How Does a Plan Lose Grandfathered Status?
Grandfathered plans that make significant changes to benefits or fees can lose their status. Insurance providers that choose to update their health plans often result in dropping their grandfathered status. This and the plethora of non-compliant health plans being sold after 2010 are causing Americans to switch to new plans before the 2017 deadline.
If your plan loses its grandfathered status, then you will have to either change to a new version of your plan or opt for another policy altogether. Some folks are able to find a plan that’s similar to the one they had within their State’s health insurance marketplace. If they do, they may qualify for a subsidy and save even more money for more comprehensive coverage. Cost assistance in the exchange is also available to those who earn less than 400 percent of the Federal Poverty Level.
Once an insurer makes changes to a grandfathered plan, it loses that status and must now comply with Obamacare rules. There are some insurance companies that are choosing to change these plans on their own before the deadline. This is pushing Americans out of their plans and forcing them to find new ones that are ACA-compliant. So it isn’t Obamacare forcing them to do this, per se, it is the insurance companies.
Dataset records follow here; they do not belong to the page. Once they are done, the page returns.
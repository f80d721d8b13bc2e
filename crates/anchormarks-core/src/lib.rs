//! AnchorMarks Core
//!
//! Ties the interchange engine to the bookmark store: parse a browser export,
//! persist it, and write the stored collection back out.

mod config;
mod error;
mod library;

pub use config::Config;
pub use error::CoreError;
pub use library::{ImportReport, Library};

// Re-export the pieces callers configure or inspect
pub use anchormarks_interchange::{
    import_bytes, EmptyFolderPolicy, ExportLayout, ExportOptions, FolderId, ImportOptions,
    ParsedBookmark, ParsedFolder, ParsedImport, StrategyKind, StrategyPolicy,
};
pub use anchormarks_storage::{BookmarkStore, Database, PersistOutcome, StorageError};

pub type Result<T> = std::result::Result<T, CoreError>;

/// Initialize logging
pub fn init_logging() {
    use tracing_subscriber::{fmt, EnvFilter};

    let filter = EnvFilter::try_from_default_env().unwrap_or_else(|_| EnvFilter::new("info"));

    fmt()
        .with_env_filter(filter)
        .with_target(true)
        .with_writer(std::io::stderr)
        .init();
}
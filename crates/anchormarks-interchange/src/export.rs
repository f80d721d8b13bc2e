//! Netscape bookmark file export

use serde::{Deserialize, Serialize};
use std::collections::{HashMap, HashSet};

use crate::model::{FolderId, ParsedBookmark, ParsedFolder};

#[derive(Debug, Clone, Copy, Default, PartialEq, Eq, Serialize, Deserialize)]
#[serde(rename_all = "snake_case")]
pub enum ExportLayout {
    /// Every bookmark under the single root list
    #[default]
    Flat,
    /// `<H3>` headings and nested lists following `parent_id`
    Nested,
}

/// Which folders a nested export writes.
#[derive(Debug, Clone, Copy, Default, PartialEq, Eq, Serialize, Deserialize)]
#[serde(rename_all = "snake_case")]
pub enum EmptyFolderPolicy {
    #[default]
    Keep,
    /// Drop folders with no bookmark anywhere below them
    SkipEmpty,
}

#[derive(Debug, Clone, PartialEq, Eq, Serialize, Deserialize)]
#[serde(default)]
pub struct ExportOptions {
    pub title: String,
    pub layout: ExportLayout,
    pub empty_folders: EmptyFolderPolicy,
}

impl Default for ExportOptions {
    fn default() -> Self {
        Self {
            title: "AnchorMarks".to_string(),
            layout: ExportLayout::Flat,
            empty_folders: EmptyFolderPolicy::Keep,
        }
    }
}

const INDENT: usize = 4;

pub fn export_html(
    bookmarks: &[ParsedBookmark],
    folders: &[ParsedFolder],
    options: &ExportOptions,
) -> String {
    let title = escape_text(&options.title);

    let mut out = String::new();
    out.push_str("<!DOCTYPE NETSCAPE-Bookmark-file-1>\n");
    out.push_str("<META HTTP-EQUIV=\"Content-Type\" CONTENT=\"text/html; charset=UTF-8\">\n");
    out.push_str(&format!("<TITLE>{title}</TITLE>\n"));
    out.push_str(&format!("<H1>{title}</H1>\n"));
    out.push_str("<DL><p>\n");

    match options.layout {
        ExportLayout::Flat => {
            for bookmark in bookmarks {
                write_bookmark(&mut out, bookmark, INDENT);
            }
        }
        ExportLayout::Nested => {
            let tree = FolderTree::new(bookmarks, folders);
            let mut written = HashSet::new();
            tree.render(None, &mut out, INDENT, options.empty_folders, &mut written);
        }
    }

    out.push_str("</DL><p>\n");
    out
}

fn pad(out: &mut String, n: usize) {
    for _ in 0..n {
        out.push(' ');
    }
}

fn write_bookmark(out: &mut String, bookmark: &ParsedBookmark, indent: usize) {
    pad(out, indent);
    out.push_str("<DT><A HREF=\"");
    out.push_str(&escape_attr(&bookmark.url));
    out.push('"');
    if let Some(tags) = bookmark.tags.as_deref().filter(|t| !t.trim().is_empty()) {
        out.push_str(" TAGS=\"");
        out.push_str(&escape_attr(tags));
        out.push('"');
    }
    out.push('>');
    out.push_str(&escape_text(&bookmark.title));
    out.push_str("</A>\n");
}

/// Only the quote is rewritten, so imported values come back unchanged.
fn escape_attr(s: &str) -> String {
    s.replace('"', "&quot;")
}

fn escape_text(s: &str) -> String {
    let mut out = String::with_capacity(s.len());
    for ch in s.chars() {
        match ch {
            '<' => out.push_str("&lt;"),
            '>' => out.push_str("&gt;"),
            _ => out.push(ch),
        }
    }
    out
}

/// Folder hierarchy indexed by parent. Folders or bookmarks pointing at an
/// unknown folder are attached to the root.
struct FolderTree<'a> {
    children: HashMap<Option<FolderId>, Vec<&'a ParsedFolder>>,
    bookmarks: HashMap<Option<FolderId>, Vec<&'a ParsedBookmark>>,
}

impl<'a> FolderTree<'a> {
    fn new(bookmarks: &'a [ParsedBookmark], folders: &'a [ParsedFolder]) -> Self {
        let known: HashSet<FolderId> = folders.iter().map(|f| f.id).collect();
        let attach = |id: Option<FolderId>| id.filter(|id| known.contains(id));

        let mut children: HashMap<_, Vec<_>> = HashMap::new();
        for folder in folders {
            let parent = attach(folder.parent_id).filter(|p| *p != folder.id);
            children.entry(parent).or_default().push(folder);
        }

        let mut by_folder: HashMap<_, Vec<_>> = HashMap::new();
        for bookmark in bookmarks {
            by_folder.entry(attach(bookmark.folder_id)).or_default().push(bookmark);
        }

        Self {
            children,
            bookmarks: by_folder,
        }
    }

    fn subfolders(&self, parent: Option<FolderId>) -> &[&'a ParsedFolder] {
        self.children.get(&parent).map(Vec::as_slice).unwrap_or(&[])
    }

    fn bookmarks_in(&self, parent: Option<FolderId>) -> &[&'a ParsedBookmark] {
        self.bookmarks.get(&parent).map(Vec::as_slice).unwrap_or(&[])
    }

    fn holds_bookmarks(&self, id: FolderId, seen: &mut HashSet<FolderId>) -> bool {
        if !seen.insert(id) {
            return false;
        }
        !self.bookmarks_in(Some(id)).is_empty()
            || self
                .subfolders(Some(id))
                .iter()
                .any(|child| self.holds_bookmarks(child.id, seen))
    }

    fn render(
        &self,
        parent: Option<FolderId>,
        out: &mut String,
        indent: usize,
        policy: EmptyFolderPolicy,
        written: &mut HashSet<FolderId>,
    ) {
        for folder in self.subfolders(parent) {
            if policy == EmptyFolderPolicy::SkipEmpty
                && !self.holds_bookmarks(folder.id, &mut HashSet::new())
            {
                continue;
            }
            // Parent cycles in hand-built input
            if !written.insert(folder.id) {
                continue;
            }

            pad(out, indent);
            out.push_str("<DT><H3>");
            out.push_str(&escape_text(&folder.name));
            out.push_str("</H3>\n");

            pad(out, indent);
            out.push_str("<DL><p>\n");
            self.render(Some(folder.id), out, indent + INDENT, policy, written);
            pad(out, indent);
            out.push_str("</DL><p>\n");
        }

        for bookmark in self.bookmarks_in(parent) {
            write_bookmark(out, bookmark, indent);
        }
    }
}
//! Database migrations
//!
//! Schema: folders (a tree through parent_id) and bookmarks

use crate::Result;
use rusqlite::Connection;

const SCHEMA_VERSION: i32 = 1;

pub fn run_migrations(conn: &Connection) -> Result<()> {
    let current_version = get_schema_version(conn)?;

    if current_version < 1 {
        migrate_v1(conn)?;
    }

    set_schema_version(conn, SCHEMA_VERSION)?;
    Ok(())
}

fn get_schema_version(conn: &Connection) -> Result<i32> {
    let result: std::result::Result<i32, _> =
        conn.query_row("SELECT version FROM schema_version LIMIT 1", [], |row| {
            row.get(0)
        });

    match result {
        Ok(v) => Ok(v),
        Err(rusqlite::Error::QueryReturnedNoRows) => Ok(0),
        Err(rusqlite::Error::SqliteFailure(_, _)) => {
            // Table doesn't exist yet
            conn.execute(
                "CREATE TABLE IF NOT EXISTS schema_version (version INTEGER NOT NULL)",
                [],
            )?;
            conn.execute("INSERT INTO schema_version (version) VALUES (0)", [])?;
            Ok(0)
        }
        Err(e) => Err(e.into()),
    }
}

fn set_schema_version(conn: &Connection, version: i32) -> Result<()> {
    conn.execute("DELETE FROM schema_version", [])?;
    conn.execute(
        "INSERT INTO schema_version (version) VALUES (?1)",
        [version],
    )?;
    Ok(())
}

fn migrate_v1(conn: &Connection) -> Result<()> {
    tracing::info!("Running migration v1: folders and bookmarks");

    // One folder per (name, parent); the root level has a NULL parent
    conn.execute_batch(
        r#"
        CREATE TABLE IF NOT EXISTS folders (
            id INTEGER PRIMARY KEY AUTOINCREMENT,
            name TEXT NOT NULL,
            parent_id INTEGER,
            color TEXT NOT NULL,
            icon TEXT NOT NULL,
            created_at TEXT NOT NULL,
            FOREIGN KEY (parent_id) REFERENCES folders(id) ON DELETE CASCADE
        );

        CREATE UNIQUE INDEX IF NOT EXISTS idx_folders_name_parent
            ON folders(name, IFNULL(parent_id, 0));
    "#,
    )?;

    conn.execute_batch(
        r#"
        CREATE TABLE IF NOT EXISTS bookmarks (
            id INTEGER PRIMARY KEY AUTOINCREMENT,
            title TEXT NOT NULL,
            url TEXT NOT NULL UNIQUE,
            folder_id INTEGER,
            tags TEXT,
            color_hint TEXT,
            created_at TEXT NOT NULL,
            FOREIGN KEY (folder_id) REFERENCES folders(id) ON DELETE SET NULL
        );

        CREATE INDEX IF NOT EXISTS idx_bookmarks_folder ON bookmarks(folder_id);
    "#,
    )?;

    Ok(())
}
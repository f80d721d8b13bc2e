//! Folder resolution and per-run import state

use serde::{Deserialize, Serialize};
use std::collections::HashMap;

use crate::model::{FolderId, ParsedBookmark, ParsedFolder, ParsedImport};
use crate::strategy::StrategyKind;

/// Presentation defaults stamped on every folder an import creates.
#[derive(Debug, Clone, PartialEq, Eq, Serialize, Deserialize)]
#[serde(default)]
pub struct FolderStyle {
    pub color: String,
    pub icon: String,
}

impl Default for FolderStyle {
    fn default() -> Self {
        Self {
            color: "#6366f1".to_string(),
            icon: "folder".to_string(),
        }
    }
}

/// Create-or-get mapping from `(name, parent)` to a folder id, local to one
/// import run.
#[derive(Debug, Default)]
pub struct FolderResolver {
    index: HashMap<(String, Option<FolderId>), FolderId>,
    folders: Vec<ParsedFolder>,
    style: FolderStyle,
}

impl FolderResolver {
    pub fn new(style: FolderStyle) -> Self {
        Self {
            index: HashMap::new(),
            folders: Vec::new(),
            style,
        }
    }

    /// Return the folder named `name` under `parent`, creating it on first use.
    pub fn resolve(&mut self, name: &str, parent: Option<FolderId>) -> FolderId {
        let name = name.trim();
        let key = (name.to_string(), parent);
        if let Some(id) = self.index.get(&key) {
            return *id;
        }

        let id = FolderId(self.folders.len() as u64 + 1);
        self.folders.push(ParsedFolder {
            id,
            name: key.0.clone(),
            parent_id: parent,
            color: self.style.color.clone(),
            icon: self.style.icon.clone(),
        });
        self.index.insert(key, id);
        id
    }

    pub fn len(&self) -> usize {
        self.folders.len()
    }

    pub fn is_empty(&self) -> bool {
        self.folders.is_empty()
    }

    pub fn into_folders(self) -> Vec<ParsedFolder> {
        self.folders
    }
}

/// State threaded through one parse: the resolver plus bookmarks so far.
#[derive(Debug)]
pub struct ImportBuilder {
    resolver: FolderResolver,
    bookmarks: Vec<ParsedBookmark>,
}

impl ImportBuilder {
    pub fn new(style: FolderStyle) -> Self {
        Self {
            resolver: FolderResolver::new(style),
            bookmarks: Vec::new(),
        }
    }

    pub fn folder(&mut self, name: &str, parent: Option<FolderId>) -> FolderId {
        self.resolver.resolve(name, parent)
    }

    pub fn push(&mut self, bookmark: Option<ParsedBookmark>) {
        if let Some(bookmark) = bookmark {
            self.bookmarks.push(bookmark);
        }
    }

    pub fn finish(self, strategy: StrategyKind) -> ParsedImport {
        ParsedImport {
            folders: self.resolver.into_folders(),
            bookmarks: self.bookmarks,
            strategy,
        }
    }
}

#[cfg(test)]
mod tests {
    use super::*;

    #[test]
    fn test_resolve_is_idempotent() {
        let mut resolver = FolderResolver::default();
        let work = resolver.resolve("Work", None);
        assert_eq!(resolver.resolve("Work", None), work);
        assert_eq!(resolver.resolve("  Work ", None), work);
        assert_eq!(resolver.len(), 1);
    }

    #[test]
    fn test_same_name_under_different_parents() {
        let mut resolver = FolderResolver::new(FolderStyle::default());
        let archive = resolver.resolve("Archive", None);
        let top_work = resolver.resolve("Work", None);
        let archived_work = resolver.resolve("Work", Some(archive));
        assert_ne!(top_work, archived_work);

        let folders = resolver.into_folders();
        assert_eq!(folders.len(), 3);
        assert_eq!(folders[2].parent_id, Some(archive));
        assert_eq!(folders[2].color, "#6366f1");
        assert_eq!(folders[2].icon, "folder");
    }

    #[test]
    fn test_ids_count_up_from_one() {
        let mut resolver = FolderResolver::default();
        assert_eq!(resolver.resolve("a", None), FolderId(1));
        assert_eq!(resolver.resolve("b", None), FolderId(2));
    }
}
Approximately 40 percent of insured individuals are switching to ACA-compliant plans each year. In most cases, you are in a one-year contract with the insurance company, but it’s up to the insurer to continue the grandfathered plan or change it.
According to the Affordable Care Act, there are various factors that can cause a plan to lose its grandfathered status. The rules are applicable to each benefit package an employer offers. This is how your health plan can potentially lose its grandfathered status:
- There’s been a significant reduction or cut in benefits by either removing majority or all of the benefits designed to treat or diagnose an illness, or any necessary element that can be used to treat or diagnose a health problem.
- The coinsurance rates have been raised.
- The deductibles, out-of-pocket limits and other fixed cost-sharing has been raised by more than medical inflation plus 15 percentage points.
- The employer contributions have been substantially reduced by five percentage points for any given coverage tier.
- Copayments have been substantially raised more than medical inflation plus 15 percentage points or $5, which is adjusted based on medical inflation.
- Tightening or adding annual limits.
- Failure to cover at least one person continuously (doesn’t have to be the same person).
- Reclassifying workers, so they become eligible for another plan (even if it is grandfathered), without having a bona fide employment reason to do so.
The following plan changes will not remove a plan’s grandfathered status:
- Premium changes.
- Changes made to insurers or third-party administrators within the group market.
- Entering into an agreement to bind renewals before March 23, 2010, becoming effective on or after March 23, 2010.
- Enabling new workers and new enrollees who aren’t new workers (and their dependents) to enroll in the plan (anti-abuse rules apply).
- Enabling new dependents to be added to a policy holder’s plan.
- Changes made that comply with federal or state laws, such as voluntary changes to comply with ACA.
Why Does Grandfathered Status Matter?
It’s important to know whether your health plan meets ACA standards or falls under the grandfathered status. If it doesn’t, then you risk having to pay the penalty for being uninsured or underinsured. There are pros and cons associated with grandfathered plans. For instance, they’re able to offer tiered benefits, which are based on the salaries of workers. There are also annual and lifetime limits that can be set for treatment.